O uso de biquinis em partidas de handebol feminino de praia não será mais obrigatório, segundo anúncio feito pela Federação Internacional de Handebol (IHF). É uma vitória a sobre sexualização do corpo da mulher no esporte.

A partir de 2022, as atletas poderão optar por usar shorts até o meio da coxa em qualquer modalidade de campeonato.

A decisão foi tomada, após a discussão sobre a sexualização do corpo feminino no esporte ganhar força nas Olimpíadas de Tóquio, quando a seleção norueguesa foi multada em 1,5 mil euros (R$ 9,2 mil) por usar shorts em vez de biquini no Campeonato Europeu de Handebol de Praia, sob a alegação de ser uma “roupa imprópria”.

Novas regras

Logo após as olimpíadas, sete associações desportivas da Europa entraram com o pedido ao presidente da IHF, Hassan Moustafa, e da EHF, Michael Wiederer, para que as regras sobre o uso dos uniformes fossem revistas.

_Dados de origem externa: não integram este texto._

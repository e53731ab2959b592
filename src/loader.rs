//! JSON loading from files, strings and HTTP URLs.
//!
//! Used for declaration manifests and for payloads to validate.

use std::path::Path;

use serde::de::DeserializeOwned;

use crate::error::LoadError;

#[cfg(feature = "remote")]
use std::time::Duration;

/// Default timeout for HTTP requests (10 seconds).
#[cfg(feature = "remote")]
const HTTP_TIMEOUT: Duration = Duration::from_secs(10);

/// Load and deserialize a JSON file.
///
/// # Errors
///
/// Returns `LoadError::FileNotFound` if the file doesn't exist,
/// or `LoadError::InvalidJson` if the file doesn't parse as `T`.
pub fn load_json<T: DeserializeOwned>(path: &Path) -> Result<T, LoadError> {
    if !path.exists() {
        return Err(LoadError::FileNotFound {
            path: path.to_path_buf(),
        });
    }

    let content = std::fs::read_to_string(path).map_err(|source| LoadError::ReadError {
        path: path.to_path_buf(),
        source,
    })?;

    load_json_str(&content)
}

/// Deserialize a JSON string.
///
/// # Errors
///
/// Returns `LoadError::InvalidJson` if the string doesn't parse as `T`.
pub fn load_json_str<T: DeserializeOwned>(content: &str) -> Result<T, LoadError> {
    serde_json::from_str(content).map_err(|source| LoadError::InvalidJson { source })
}

/// Fetch and deserialize JSON from an HTTP/HTTPS URL.
///
/// Requires the `remote` feature (enabled by default).
///
/// # Errors
///
/// Returns `LoadError::NetworkError` if the request fails or the body
/// doesn't parse as `T`.
#[cfg(feature = "remote")]
pub fn load_json_url<T: DeserializeOwned>(url: &str) -> Result<T, LoadError> {
    let client = reqwest::blocking::Client::builder()
        .timeout(HTTP_TIMEOUT)
        .build()
        .map_err(|source| LoadError::NetworkError {
            url: url.to_string(),
            source,
        })?;

    tracing::debug!(%url, "fetching");
    let response = client
        .get(url)
        .send()
        .map_err(|source| LoadError::NetworkError {
            url: url.to_string(),
            source,
        })?;

    // Check for HTTP errors before parsing
    let response = response
        .error_for_status()
        .map_err(|source| LoadError::NetworkError {
            url: url.to_string(),
            source,
        })?;

    response.json().map_err(|source| LoadError::NetworkError {
        url: url.to_string(),
        source,
    })
}

/// Check if a string looks like a URL (starts with http:// or https://).
pub fn is_url(s: &str) -> bool {
    s.starts_with("http://") || s.starts_with("https://")
}

/// Load JSON from a file path or URL.
///
/// Automatically detects whether the source is a URL or file path.
/// URL loading requires the `remote` feature.
///
/// # Errors
///
/// Returns appropriate errors based on the source type.
pub fn load_json_auto<T: DeserializeOwned>(source: &str) -> Result<T, LoadError> {
    if is_url(source) {
        #[cfg(feature = "remote")]
        {
            load_json_url(source)
        }
        #[cfg(not(feature = "remote"))]
        {
            Err(LoadError::FileNotFound {
                path: std::path::PathBuf::from(source),
            })
        }
    } else {
        load_json(Path::new(source))
    }
}

#[cfg(test)]
mod tests {
    use super::*;
    use serde_json::Value;
    use std::io::Write;
    use tempfile::NamedTempFile;

    #[test]
    fn load_json_valid_file() {
        let mut file = NamedTempFile::new().unwrap();
        writeln!(file, r#"{{"classes": []}}"#).unwrap();

        let value: Value = load_json(file.path()).unwrap();
        assert_eq!(value["classes"], serde_json::json!([]));
    }

    #[test]
    fn load_json_file_not_found() {
        let result = load_json::<Value>(Path::new("/nonexistent/models.json"));
        assert!(matches!(result, Err(LoadError::FileNotFound { .. })));
    }

    #[test]
    fn load_json_invalid_json() {
        let mut file = NamedTempFile::new().unwrap();
        writeln!(file, "not valid json").unwrap();

        let result = load_json::<Value>(file.path());
        assert!(matches!(result, Err(LoadError::InvalidJson { .. })));
    }

    #[test]
    fn load_json_str_invalid() {
        let result = load_json_str::<Value>("not json");
        assert!(matches!(result, Err(LoadError::InvalidJson { .. })));
    }

    #[test]
    fn is_url_schemes() {
        assert!(is_url("https://example.com/models.json"));
        assert!(is_url("http://example.com/models.json"));
        assert!(!is_url("/path/to/models.json"));
        assert!(!is_url("./models.json"));
        assert!(!is_url("models.json"));
    }

    #[test]
    fn load_json_auto_file() {
        let mut file = NamedTempFile::new().unwrap();
        writeln!(file, r#"{{"name": "A"}}"#).unwrap();

        let value: Value = load_json_auto(file.path().to_str().unwrap()).unwrap();
        assert_eq!(value["name"], "A");
    }

    #[cfg(feature = "remote")]
    mod remote {
        use super::*;

        #[test]
        fn load_json_url_valid() {
            let mut server = mockito::Server::new();
            let mock = server
                .mock("GET", "/models.json")
                .with_status(200)
                .with_header("content-type", "application/json")
                .with_body(r#"{"classes": []}"#)
                .create();

            let url = format!("{}/models.json", server.url());
            let value: Value = load_json_url(&url).unwrap();
            assert_eq!(value["classes"], serde_json::json!([]));
            mock.assert();
        }

        #[test]
        fn load_json_url_404() {
            let mut server = mockito::Server::new();
            let _mock = server.mock("GET", "/missing.json").with_status(404).create();

            let url = format!("{}/missing.json", server.url());
            let result = load_json_url::<Value>(&url);
            assert!(matches!(result, Err(LoadError::NetworkError { .. })));
        }

        #[test]
        fn load_json_auto_url() {
            let mut server = mockito::Server::new();
            let _mock = server
                .mock("GET", "/models.json")
                .with_status(200)
                .with_body(r#"{"ok": true}"#)
                .create();

            let url = format!("{}/models.json", server.url());
            let value: Value = load_json_auto(&url).unwrap();
            assert_eq!(value["ok"], true);
        }
    }
}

Na ocasião, o documento ainda pedia a renúncia dos dois presidentes, devido a acusação de “sexismo flagrante”.

A ministra dos esportes da Dinamarca, Ane Halsboe-Joergensen, declarou que a mudança era importante e necessária.

“Enfatizamos a necessidade de ação não apenas para acomodar as atuais atletas do sexo feminino, mas também para apoiar e encorajar todas as atletas, independentemente de seu gênero ou experiência, a permanecer no esporte”, disse a ministra.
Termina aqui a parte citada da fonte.